Moretto: È volto allo scambio di informazioni e di buone pratiche in una situazione di grande differenza culturale. Gli enti dei Paesi del Nord, ad esempio, ci hanno insegnato molto in termini di qualità ed efficienza ma hanno una visione un po' meccanicista dell'adozione. Da noi imparano ad affrontare il tema degli aspetti relazionali.
Vita: Quali programmi ha per il suo mandato da presidente?
Moretto: L'impegno è quello di riuscire a tradurre in azioni i discorsi sulla trasparenza e sull'eticità dei comportamenti delle organizzazioni.Vorremmo puntare a coinvolgere maggiormente in Euradopt tre Paesi attualmente sottorappresentati: la Francia, che ha un solo ente associato; la Spagna e anche l'Italia. Dei 70 enti del nostro Paese sono in Euradopt solo Ciai e Aibi, che da soli rappresentano circa il 10% dell'adozione italiana, ma la platea va allargata. L'aumento dei membri significherà che abbiamo diffuso una cultura etica nei Paesi da cui gli enti provengono.
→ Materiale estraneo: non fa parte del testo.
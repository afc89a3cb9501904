//! Trackpad dispatch (spec.md §4.6.3): mean-smoothing, mouse/scroll/axis/
//! button-cardinal modes, and the haptic pulse schedule tied to pad travel.

use crate::profile::{PadMode, Pos};
use crate::report::{Buttons, Report};
use crate::sink::SinkKind;

use super::{EventMapper, HAPTIC_PULSE_EVERY, PAD_QUEUE_CAP, PAD_ROTATION_RAD};

fn touch_bit(pos: Pos) -> Buttons {
	match pos {
		Pos::Left => Buttons::LPAD_TOUCH,
		Pos::Right => Buttons::RPAD_TOUCH,
	}
}

fn click_bit(pos: Pos) -> Buttons {
	match pos {
		Pos::Left => Buttons::LPAD,
		Pos::Right => Buttons::RPAD,
	}
}

fn raw_xy(pos: Pos, report: Report) -> (i16, i16) {
	match pos {
		Pos::Left => (report.lpad_x, report.lpad_y),
		Pos::Right => (report.rpad_x, report.rpad_y),
	}
}

/// Push a new sample, dropping the oldest once at capacity, and return the
/// truncated integer mean (spec.md §3.5 `xdq`/`ydq`).
fn push_and_mean(queue: &mut std::collections::VecDeque<i16>, sample: i16) -> i32 {
	if queue.len() == PAD_QUEUE_CAP {
		queue.pop_front();
	}
	queue.push_back(sample);
	let sum: i32 = queue.iter().map(|&v| v as i32).sum();
	sum / queue.len() as i32
}

pub(super) fn process_pad(mapper: &mut EventMapper, pos: Pos, prev: Report, cur: Report) {
	let idx = pos as usize;
	let (x, y) = raw_xy(pos, cur);
	let touched = cur.buttons.contains(touch_bit(pos));
	let was_touched = prev.buttons.contains(touch_bit(pos));
	let cfg = mapper.effective_pad_cfg(pos);

	if !touched {
		mapper.pad_x_queue[idx].clear();
		mapper.pad_y_queue[idx].clear();
	}

	let xm = push_and_mean(&mut mapper.pad_x_queue[idx], x);
	let ym = push_and_mean(&mut mapper.pad_y_queue[idx], y);
	if touched && !was_touched {
		// First touch of a new stroke: seed the mean so the first tick
		// doesn't report a jump from wherever the finger last lifted.
		mapper.pad_prev_mean[idx] = (xm, ym);
	}

	match cfg.mode {
		PadMode::NoAction => {},
		PadMode::Mouse | PadMode::MouseScroll => {
			process_ball(mapper, pos, touched, xm, ym, cfg.mode == PadMode::MouseScroll);
		},
		PadMode::Axis => {
			if let Some((ax_x, ax_y)) = cfg.axes {
				let yv = if cfg.revert { -(y as i32) } else { y as i32 };
				mapper.axis_write(SinkKind::Gamepad, ax_x, x as i32);
				mapper.axis_write(SinkKind::Gamepad, ax_y, yv);
			}
			let (px, py) = raw_xy(pos, prev);
			let dx = (x as i32 - px as i32).abs() as f32;
			let dy = (y as i32 - py as i32).abs() as f32;
			accumulate_pulse(mapper, pos, idx, (dx * dx + dy * dy).sqrt());
		},
		PadMode::ButtonTouch | PadMode::ButtonClick => {
			process_buttons(mapper, pos, prev, cur, x, y, &cfg);
		},
	}

	mapper.pad_prev_mean[idx] = (xm, ym);
}

fn accumulate_pulse(mapper: &mut EventMapper, pos: Pos, idx: usize, distance: f32) {
	mapper.pad_move_accum[idx] += distance;
	while mapper.pad_move_accum[idx] >= HAPTIC_PULSE_EVERY {
		mapper.pad_move_accum[idx] -= HAPTIC_PULSE_EVERY;
		mapper.schedule_pulse(pos);
	}
}

fn process_ball(mapper: &mut EventMapper, pos: Pos, touched: bool, xm: i32, ym: i32, scroll: bool) {
	let idx = pos as usize;
	let (pxm, pym) = mapper.pad_prev_mean[idx];
	let dx = if touched { (xm - pxm) as f32 } else { 0.0 };
	let dy = if touched { -(ym - pym) as f32 } else { 0.0 };
	let free = !touched;
	let dt = mapper.dt();

	let motion = mapper.sink_mut(SinkKind::Mouse).map(|m| {
		if scroll {
			m.scroll_ball(dx, dy, free, dt)
		} else {
			m.move_ball(dx, dy, free, dt)
		}
	});

	if let Some((ex, ey, distance)) = motion {
		if ex != 0 || ey != 0 {
			mapper.mark_dirty(SinkKind::Mouse);
		}
		accumulate_pulse(mapper, pos, idx, distance);
	}
}

fn process_buttons(
	mapper: &mut EventMapper,
	pos: Pos,
	prev: Report,
	cur: Report,
	x: i16,
	y: i16,
	cfg: &crate::profile::PadConfig,
) {
	let enabled = cur.buttons.contains(touch_bit(pos))
		&& (cfg.mode != PadMode::ButtonClick || cur.buttons.contains(click_bit(pos)));
	let was_enabled = prev.buttons.contains(touch_bit(pos))
		&& (cfg.mode != PadMode::ButtonClick || prev.buttons.contains(click_bit(pos)));

	let (sin, cos) = PAD_ROTATION_RAD.sin_cos();
	let xr = x as f32 * cos - y as f32 * sin;
	let yr = x as f32 * sin + y as f32 * cos;
	let deadzone = 32768.0 * cfg.deadzone;

	if enabled {
		if let Some((ax_x, ax_y)) = cfg.axes {
			let vx = if xr >= deadzone {
				1
			} else if xr <= -deadzone {
				-1
			} else {
				0
			};
			let vy = if yr >= deadzone {
				1
			} else if yr <= -deadzone {
				-1
			} else {
				0
			};
			mapper.axis_write(SinkKind::Gamepad, ax_x, vx);
			mapper.axis_write(SinkKind::Gamepad, ax_y, vy);
		} else if cfg.events.len() == 4 {
			// More than one cardinal direction can be active at once
			// (spec.md §4.6.3): each binding is independently pressed or
			// released, not mutually exclusive.
			let top = yr >= deadzone;
			let left = xr <= -deadzone;
			let bottom = yr <= -deadzone;
			let right = xr >= deadzone;
			for (held, binding) in [
				(top, &cfg.events[0]),
				(left, &cfg.events[1]),
				(bottom, &cfg.events[2]),
				(right, &cfg.events[3]),
			] {
				mapper.apply_binding(binding, held);
			}
		}
	} else if was_enabled {
		if let Some((ax_x, ax_y)) = cfg.axes {
			mapper.axis_write(SinkKind::Gamepad, ax_x, 0);
			mapper.axis_write(SinkKind::Gamepad, ax_y, 0);
		} else if cfg.events.len() == 4 {
			for binding in &cfg.events {
				mapper.apply_binding(binding, false);
			}
		}
	}

	if cfg.mode == PadMode::ButtonTouch && (enabled != was_enabled) {
		mapper.schedule_pulse(pos);
	}
}

#[cfg(test)]
mod tests {
	use super::*;
	use crate::mapper::fake::{FakeGamepad, FakeMouse};
	use crate::profile::{Binding, BindingTables, PadConfig};
	use crate::report::Status;

	fn mapper_with(pad_cfg: PadConfig, pos: Pos) -> EventMapper {
		let mut tables = BindingTables::default();
		tables.pad_cfg[pos as usize] = pad_cfg;
		EventMapper::new(
			tables,
			Box::new(FakeGamepad::new()),
			Box::new(FakeGamepad::new()),
			Box::new(FakeMouse::new()),
		)
	}

	fn input(buttons: Buttons, x: i16, y: i16, pos: Pos) -> Report {
		let mut r = Report {
			status: Status::Input,
			buttons,
			..Default::default()
		};
		match pos {
			Pos::Left => {
				r.lpad_x = x;
				r.lpad_y = y;
			},
			Pos::Right => {
				r.rpad_x = x;
				r.rpad_y = y;
			},
		}
		r
	}

	#[test]
	fn push_and_mean_truncates_toward_zero() {
		let mut q = std::collections::VecDeque::new();
		assert_eq!(push_and_mean(&mut q, 10), 10);
		assert_eq!(push_and_mean(&mut q, 3), 6);
	}

	#[test]
	fn mouse_mode_emits_motion_while_touched_and_moving() {
		let cfg = PadConfig {
			mode: PadMode::Mouse,
			..Default::default()
		};
		let mut mapper = mapper_with(cfg, Pos::Left);

		let prev = input(Buttons::empty(), 0, 0, Pos::Left);
		let touch1 = input(Buttons::LPAD_TOUCH, 100, 0, Pos::Left);
		process_pad(&mut mapper, Pos::Left, prev, touch1);
		let touch2 = input(Buttons::LPAD_TOUCH, 2000, 0, Pos::Left);
		process_pad(&mut mapper, Pos::Left, touch1, touch2);

		assert!(mapper.dirty.contains(&SinkKind::Mouse));
	}

	#[test]
	fn releasing_the_pad_stops_motion_without_a_synthetic_jump() {
		let cfg = PadConfig {
			mode: PadMode::Mouse,
			..Default::default()
		};
		let mut mapper = mapper_with(cfg, Pos::Left);

		let prev = input(Buttons::empty(), 0, 0, Pos::Left);
		let touched = input(Buttons::LPAD_TOUCH, 5000, 0, Pos::Left);
		process_pad(&mut mapper, Pos::Left, prev, touched);
		mapper.dirty.clear();

		let released = input(Buttons::empty(), 5000, 0, Pos::Left);
		process_pad(&mut mapper, Pos::Left, touched, released);
		// Lifting the finger clears the smoothing queues; the next touch
		// reseeds the mean instead of replaying the old delta.
		assert!(mapper.pad_x_queue[0].is_empty());
	}

	#[test]
	fn axis_mode_writes_both_axes_and_honors_revert() {
		let cfg = PadConfig {
			mode: PadMode::Axis,
			axes: Some((crate::sink::Axis::Hat0X, crate::sink::Axis::Hat0Y)),
			revert: true,
			..Default::default()
		};
		let mut mapper = mapper_with(cfg, Pos::Left);

		let prev = input(Buttons::empty(), 0, 0, Pos::Left);
		let cur = input(Buttons::empty(), 500, 1000, Pos::Left);
		process_pad(&mut mapper, Pos::Left, prev, cur);

		assert_eq!(mapper.on_abs.get(&(SinkKind::Gamepad, crate::sink::Axis::Hat0X)), Some(&500));
		assert_eq!(mapper.on_abs.get(&(SinkKind::Gamepad, crate::sink::Axis::Hat0Y)), Some(&-1000));
	}

	#[test]
	fn button_click_mode_requires_click_bit() {
		let cfg = PadConfig {
			mode: PadMode::ButtonClick,
			events: vec![Binding::Key(1), Binding::Key(2), Binding::Key(3), Binding::Key(4)],
			..Default::default()
		};
		let mut mapper = mapper_with(cfg, Pos::Left);

		let prev = input(Buttons::empty(), 0, 0, Pos::Left);
		// Touched but not clicked: `enabled` stays false since the click bit
		// is absent, so nothing should latch despite crossing the deadzone.
		let touched_only = input(Buttons::LPAD_TOUCH, 0, 32000, Pos::Left);
		process_pad(&mut mapper, Pos::Left, prev, touched_only);
		assert!(mapper.on_keys.is_empty());

		let clicked = input(Buttons::LPAD_TOUCH | Buttons::LPAD, 0, 32000, Pos::Left);
		process_pad(&mut mapper, Pos::Left, touched_only, clicked);
		assert!(!mapper.on_keys.is_empty());
	}

	#[test]
	fn button_touch_mode_releases_all_cardinals_on_untouch() {
		let cfg = PadConfig {
			mode: PadMode::ButtonTouch,
			events: vec![Binding::Key(1), Binding::Key(2), Binding::Key(3), Binding::Key(4)],
			..Default::default()
		};
		let mut mapper = mapper_with(cfg, Pos::Left);

		let prev = input(Buttons::empty(), 0, 0, Pos::Left);
		let touched = input(Buttons::LPAD_TOUCH, 0, 32000, Pos::Left);
		process_pad(&mut mapper, Pos::Left, prev, touched);
		assert!(!mapper.on_keys.is_empty());

		let released = input(Buttons::empty(), 0, 32000, Pos::Left);
		process_pad(&mut mapper, Pos::Left, touched, released);
		assert!(mapper.on_keys.is_empty());
	}
}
Vita: E sul fronte dei Paesi d'origine?
Moretto: Proprio qui sta il punto. Se le organizzazioni dei Paesi adottanti riusciranno a produrre posizioni comuni nelle realtà di crisi e a rischio di traffico sarà possibile combattere meglio il fenomeno, facendo da pungolo alle rispettive autorità centrali perché facciano controlli più incisivi.